> **Directions**
Search the entries for the word "params". Copy every line where it turns up.

> **Listed entries**
- - -

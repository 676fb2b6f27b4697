//! HTTP client for the Plexamp player and its Plex Media Server.

pub mod xml;

use crate::error::{RemoteError, RemoteResult};
use crate::player::traits::{PlayerCommand, RemoteClient, ServerConfig, Snapshot, Track};
use async_trait::async_trait;
use reqwest::{Client, RequestBuilder};
use std::sync::atomic::{AtomicU64, Ordering};
use std::sync::RwLock;
use std::time::Duration;
use tracing::{debug, warn};

pub const DEFAULT_PLAYER_URL: &str = "http://localhost:32500";
const CLIENT_IDENTIFIER: &str = "com.ampdeck.streamdeck";
const LIBRARY_IDENTIFIER: &str = "com.plexapp.plugins.library";

const PLAYER_TIMEOUT: Duration = Duration::from_secs(1);
const SERVER_TIMEOUT: Duration = Duration::from_secs(2);
const TIMELINE_TIMEOUT: Duration = Duration::from_secs(5);
const LIBRARY_TIMEOUT: Duration = Duration::from_secs(5);

type Query = Vec<(&'static str, String)>;

#[derive(Debug, Clone)]
struct Endpoints {
    server_url: Option<String>,
    token: Option<String>,
    player_url: String,
}

pub struct PlexClient {
    http: Client,
    endpoints: RwLock<Endpoints>,
    default_player_url: String,
    command_id: AtomicU64,
}

fn trim_url(url: &str) -> String {
    url.trim().trim_end_matches('/').to_string()
}

impl PlexClient {
    pub fn new(http: Client, default_player_url: &str) -> Self {
        let default_player_url = trim_url(default_player_url);
        Self {
            http,
            endpoints: RwLock::new(Endpoints {
                server_url: None,
                token: None,
                player_url: default_player_url.clone(),
            }),
            default_player_url,
            command_id: AtomicU64::new(0),
        }
    }

    fn endpoints(&self) -> Endpoints {
        self.endpoints
            .read()
            .unwrap_or_else(|poisoned| poisoned.into_inner())
            .clone()
    }

    /// Server URL and token, both required for anything that touches the library.
    fn server(&self) -> RemoteResult<(String, String)> {
        let endpoints = self.endpoints();
        match (endpoints.server_url, endpoints.token) {
            (Some(url), Some(token)) => Ok((url, token)),
            _ => Err(RemoteError::NotConfigured("plex server")),
        }
    }

    fn next_command_id(&self) -> u64 {
        self.command_id.fetch_add(1, Ordering::Relaxed) + 1
    }

    fn get(&self, url: &str, timeout: Duration) -> RequestBuilder {
        self.http
            .get(url)
            .timeout(timeout)
            .header("X-Plex-Client-Identifier", CLIENT_IDENTIFIER)
            .header("X-Plex-Product", "Ampdeck")
            .header("X-Plex-Version", env!("CARGO_PKG_VERSION"))
            .header("X-Plex-Platform", "Stream Deck")
            .header("X-Plex-Device", "Stream Deck")
    }

    async fn send(url: &str, request: RequestBuilder) -> RemoteResult<reqwest::Response> {
        let response = request
            .send()
            .await
            .map_err(|e| RemoteError::http(url, e))?;
        let status = response.status();
        if !status.is_success() {
            return Err(RemoteError::Status {
                url: url.to_string(),
                status: status.as_u16(),
            });
        }
        Ok(response)
    }

    async fn library_text(&self, path: &str) -> RemoteResult<String> {
        let (server_url, token) = self.server()?;
        let url = format!("{}{}", server_url, path);
        let request = self
            .get(&url, LIBRARY_TIMEOUT)
            .header("X-Plex-Token", token);
        Self::send(&url, request)
            .await?
            .text()
            .await
            .map_err(|e| RemoteError::http(&url, e))
    }

    async fn send_player(&self, command: PlayerCommand) -> RemoteResult<()> {
        let url = format!("{}{}", self.endpoints().player_url, command.path());
        let mut query: Query = vec![("commandID", self.next_command_id().to_string())];
        query.extend(command.params());
        Self::send(&url, self.get(&url, PLAYER_TIMEOUT).query(&query)).await?;
        Ok(())
    }

    /// Relays a command through the server to the player identified by `target`.
    async fn send_server(&self, path: &str, extra: Query, target: Option<&str>) -> RemoteResult<()> {
        let target = target.ok_or(RemoteError::NoTargetClient)?;
        let (server_url, token) = self.server()?;
        let url = format!("{}{}", server_url, path);

        let mut query: Query = vec![
            ("commandID", "1".to_string()),
            ("X-Plex-Target-Client-Identifier", target.to_string()),
        ];
        query.extend(extra);

        let request = self
            .get(&url, SERVER_TIMEOUT)
            .header("X-Plex-Token", token)
            .query(&query);
        Self::send(&url, request).await?;
        debug!("Server command ok: {}", path);
        Ok(())
    }
}

#[async_trait]
impl RemoteClient for PlexClient {
    fn configure(&self, config: ServerConfig) {
        let mut endpoints = self
            .endpoints
            .write()
            .unwrap_or_else(|poisoned| poisoned.into_inner());
        endpoints.server_url = config.server_url.as_deref().map(trim_url).filter(|u| !u.is_empty());
        endpoints.token = config.token.filter(|t| !t.is_empty());
        endpoints.player_url = config
            .player_url
            .as_deref()
            .map(trim_url)
            .filter(|u| !u.is_empty())
            .unwrap_or_else(|| self.default_player_url.clone());
    }

    async fn fetch_timeline(&self) -> RemoteResult<Option<Snapshot>> {
        let (_, token) = self.server()?;
        let url = format!("{}/player/timeline/poll", self.endpoints().player_url);
        let query: Query = vec![
            ("commandID", self.next_command_id().to_string()),
            ("X-Plex-Token", token),
        ];
        let body = Self::send(&url, self.get(&url, TIMELINE_TIMEOUT).query(&query))
            .await?
            .text()
            .await
            .map_err(|e| RemoteError::http(&url, e))?;
        xml::parse_timeline(&body)
    }

    async fn fetch_metadata(&self, rating_key: &str) -> RemoteResult<Option<Track>> {
        debug!("Fetching metadata for {}", rating_key);
        let body = self
            .library_text(&format!("/library/metadata/{}", rating_key))
            .await?;
        xml::parse_metadata(&body)
    }

    async fn fetch_child_count(&self, parent_key: &str) -> RemoteResult<Option<u32>> {
        let body = self
            .library_text(&format!("/library/metadata/{}/children", parent_key))
            .await?;
        xml::count_children(&body).map(Some)
    }

    async fn fetch_art(&self, path: &str) -> RemoteResult<Vec<u8>> {
        let (server_url, token) = self.server()?;
        let url = format!("{}{}", server_url, path);
        let request = self.http.get(&url).timeout(LIBRARY_TIMEOUT).header("X-Plex-Token", token);
        let bytes = Self::send(&url, request)
            .await?
            .bytes()
            .await
            .map_err(|e| RemoteError::http(&url, e))?;
        Ok(bytes.to_vec())
    }

    async fn player_command(&self, command: PlayerCommand, target: Option<&str>) -> RemoteResult<()> {
        match self.send_player(command).await {
            Ok(()) => Ok(()),
            Err(e) => {
                warn!("Player command {:?} failed ({}), relaying through server", command, e);
                self.send_server(command.path(), command.params(), target).await
            }
        }
    }

    async fn rate(&self, rating_key: &str, rating: u8, target: Option<&str>) -> RemoteResult<()> {
        let extra: Query = vec![
            ("key", rating_key.to_string()),
            ("identifier", LIBRARY_IDENTIFIER.to_string()),
            ("rating", rating.to_string()),
        ];
        self.send_server("/:/rate", extra, target).await
    }
}

#[cfg(test)]
mod tests {
    use super::*;

    fn client() -> PlexClient {
        PlexClient::new(Client::new(), DEFAULT_PLAYER_URL)
    }

    #[test]
    fn test_configure_trims_urls() {
        let plex = client();
        plex.configure(ServerConfig {
            server_url: Some("http://nas:32400/ ".into()),
            token: Some("abc".into()),
            player_url: Some(String::new()),
        });
        let endpoints = plex.endpoints();
        assert_eq!(endpoints.server_url.as_deref(), Some("http://nas:32400"));
        assert_eq!(endpoints.player_url, DEFAULT_PLAYER_URL);
        assert!(plex.server().is_ok());
    }

    #[test]
    fn test_unconfigured_server() {
        let plex = client();
        assert!(matches!(plex.server(), Err(RemoteError::NotConfigured(_))));
    }

    #[test]
    fn test_command_ids_increase() {
        let plex = client();
        assert_eq!(plex.next_command_id(), 1);
        assert_eq!(plex.next_command_id(), 2);
    }

    #[tokio::test]
    async fn test_relay_requires_target() {
        let plex = client();
        plex.configure(ServerConfig {
            server_url: Some("http://nas:32400".into()),
            token: Some("abc".into()),
            player_url: None,
        });
        let result = plex.rate("42", 8, None).await;
        assert!(matches!(result, Err(RemoteError::NoTargetClient)));
    }
}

- - -

> **Output for this exercise**
        query.extend(command.params());
                self.send_server(command.path(), command.params(), target).await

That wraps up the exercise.